È stato necessario rievocare rapidamente il ciclo dello sviluppo e della catastrofe dell'Europa degli Stati sovrani, perché quella mutazione nella coscienza politica degli Europei che porta il nome di europeismo emerse dalla meditazione su questa esperienza. Che l'Europa, benché sempre divisa politicamente, avesse una tal quale esigenza di unità, era stato un sogno antico, che aveva, nel corso dei secoli, sedotto alcuni poeti, pensatori, statisti, avventurieri politici, ma non si era mai tradotta in realtà fuorché in modo effimero e ripugnante quando, all'inizio ed alla fine dell'era dei nazionalismi, due avventurieri politici, Napoleone e Hitler, tentarono di realizzarla brutalmente fondandola sulla strapotenza degli eserciti dello Stato, prima francese, poi tedesco, di cui erano riusciti a impadronirsi.

L'europeismo si distingue dal sogno antico perché non è l'aspirazione a un ordine nuovo da attendere in un futuro imprecisabile, ma è il proposito di promuovere un'azione politica attuale per realizzare l'unità a breve scadenza, e per opera della generazione stessa che ha visto e sofferto la crisi dell'ordine politico nazionale. Esso si distingue dalla visione dell'unità imperiale militare perché si propone di raggiungere l'unione non già mediante la forza e la conquista da parte di uno Stato più forte, ma fondandosi solo sul libero consenso di nazioni libere.

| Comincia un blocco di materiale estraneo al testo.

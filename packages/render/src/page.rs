//! The map view: basemap tiles, overlays and widget controls built from a
//! session's committed selections.

use std::time::Instant;

use geojson::FeatureCollection;
use mobility_map_dataset_models::{Basemap, DatasetId};
use mobility_map_filter::FilterEngine;
use mobility_map_session::SessionState;
use serde::Serialize;

use crate::layer::{MapLayer, build_layer};
use crate::summary::{PhaseTimings, SummaryReport};

/// One background tile layer.
#[derive(Debug, Clone, PartialEq, Eq, Serialize)]
pub struct TileLayer {
    /// Name shown in the layer switcher.
    pub name: &'static str,
    /// Tile provider identifier.
    pub tiles: &'static str,
    /// Only the active basemap is shown.
    pub show: bool,
}

/// One overlay of drawn features.
#[derive(Debug, Clone, PartialEq, Serialize)]
#[serde(rename_all = "camelCase")]
pub struct OverlayLayer {
    pub name: String,
    pub dataset: DatasetId,
    pub feature_count: usize,
    pub show: bool,
    pub data: FeatureCollection,
}

/// A map widget control.
#[derive(Debug, Clone, PartialEq, Eq, Serialize)]
#[serde(tag = "kind", rename_all = "snake_case")]
pub enum MapControl {
    Fullscreen {
        position: &'static str,
        title: &'static str,
        title_cancel: &'static str,
        force_separate_button: bool,
    },
    LayerControl {
        position: &'static str,
    },
}

/// Everything the frontend needs to draw the map.
#[derive(Debug, Clone, PartialEq, Serialize)]
#[serde(rename_all = "camelCase")]
pub struct MapView {
    /// `[lat, lon]`.
    pub center: [f64; 2],
    pub zoom: u8,
    /// Active basemap first.
    pub tile_layers: Vec<TileLayer>,
    pub overlays: Vec<OverlayLayer>,
    pub controls: Vec<MapControl>,
}

impl MapView {
    /// An empty map at the session's viewport with `active` tiles on top.
    #[must_use]
    pub fn base(state: &SessionState) -> Self {
        let active = state.basemap;
        let tile_layers = std::iter::once(active)
            .chain(Basemap::all().iter().copied().filter(|b| *b != active))
            .map(|basemap| TileLayer {
                name: basemap.display_name(),
                tiles: basemap.tiles(),
                show: basemap == active,
            })
            .collect();

        Self {
            center: [state.viewport.lat, state.viewport.lon],
            zoom: state.viewport.zoom,
            tile_layers,
            overlays: Vec::new(),
            controls: vec![
                MapControl::Fullscreen {
                    position: "topleft",
                    title: "Fullscreen",
                    title_cancel: "Exit Fullscreen",
                    force_separate_button: false,
                },
                MapControl::LayerControl {
                    position: "topleft",
                },
            ],
        }
    }
}

/// Result of one page build.
#[derive(Debug, Clone, PartialEq, Serialize)]
pub struct RenderedPage {
    pub map: MapView,
    pub summary: SummaryReport,
    /// Problems met while filtering, such as unreadable year files.
    pub warnings: Vec<String>,
}

/// Builds the map for `state` using `engine`.
///
/// Nothing is drawn until the session has submitted at least once; after
/// that every dataset with a non-empty committed subset gets one overlay.
#[must_use]
pub fn render_page(state: &SessionState, engine: &FilterEngine) -> RenderedPage {
    let start = Instant::now();
    let mut map = MapView::base(state);
    let map_init = start.elapsed();

    let start = Instant::now();
    let mut warnings = Vec::new();
    let layers: Vec<MapLayer> = if state.show_features {
        DatasetId::all()
            .iter()
            .filter_map(|dataset| {
                let keys = state.committed.keys_for(*dataset);
                if *dataset == DatasetId::Collisions {
                    let result = engine.collisions(&keys[0], &keys[1]);
                    warnings.extend(result.failed_years.iter().map(|year| {
                        format!("Could not load or process collision file for year {year}.")
                    }));
                    build_layer(&result.set, &keys)
                } else {
                    build_layer(&engine.filter(*dataset, &keys), &keys)
                }
            })
            .collect()
    } else {
        Vec::new()
    };
    let filtering = start.elapsed();

    let start = Instant::now();
    let counts: Vec<(DatasetId, usize)> = layers
        .iter()
        .map(|layer| (layer.dataset, layer.feature_count))
        .collect();
    map.overlays = layers
        .into_iter()
        .map(|layer| OverlayLayer {
            data: layer.to_feature_collection(),
            name: layer.name,
            dataset: layer.dataset,
            feature_count: layer.feature_count,
            show: true,
        })
        .collect();
    let map_render = start.elapsed();

    let timings = PhaseTimings {
        data_load: engine.catalog().load_elapsed(),
        map_init,
        filtering,
        map_render,
    };
    log::debug!(
        "Rendered {} overlays in {:.3}s",
        map.overlays.len(),
        (filtering + map_render).as_secs_f64()
    );

    RenderedPage {
        map,
        summary: SummaryReport::new(counts, timings),
        warnings,
    }
}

Alla fine della prima guerra mondiale il giovane conte austriaoc R. N. Coudenhove Kalergi pensò per primo all'unità europea come a un compito politico attuale. Le sue idee fecero momentaneamente una certa presa superficiale nell'animo di qualche raro statista, ed in particolare del francese A. Briand nel momento in cui, verso la metà degli anni venti, egli cercava assieme al suo collega tedesco G. Stresemann una riconciliazione tra Francia e Germania. Fra i centri di studio e propaganda sorti sulla scia dell'iniziativa di Kalergi, merita di essere ricordata la Federal Union inglese, la quale, verso la fine degli anni trenta, rifacendosi a un filone di meditazioni sul quale si era già soffermato nel 1918 Luigi Einaudi, prese a modello la costituzione federale degli Stati Uniti d'America e promosse studi di notevole valore sulle possibili strutture di una federazione europea.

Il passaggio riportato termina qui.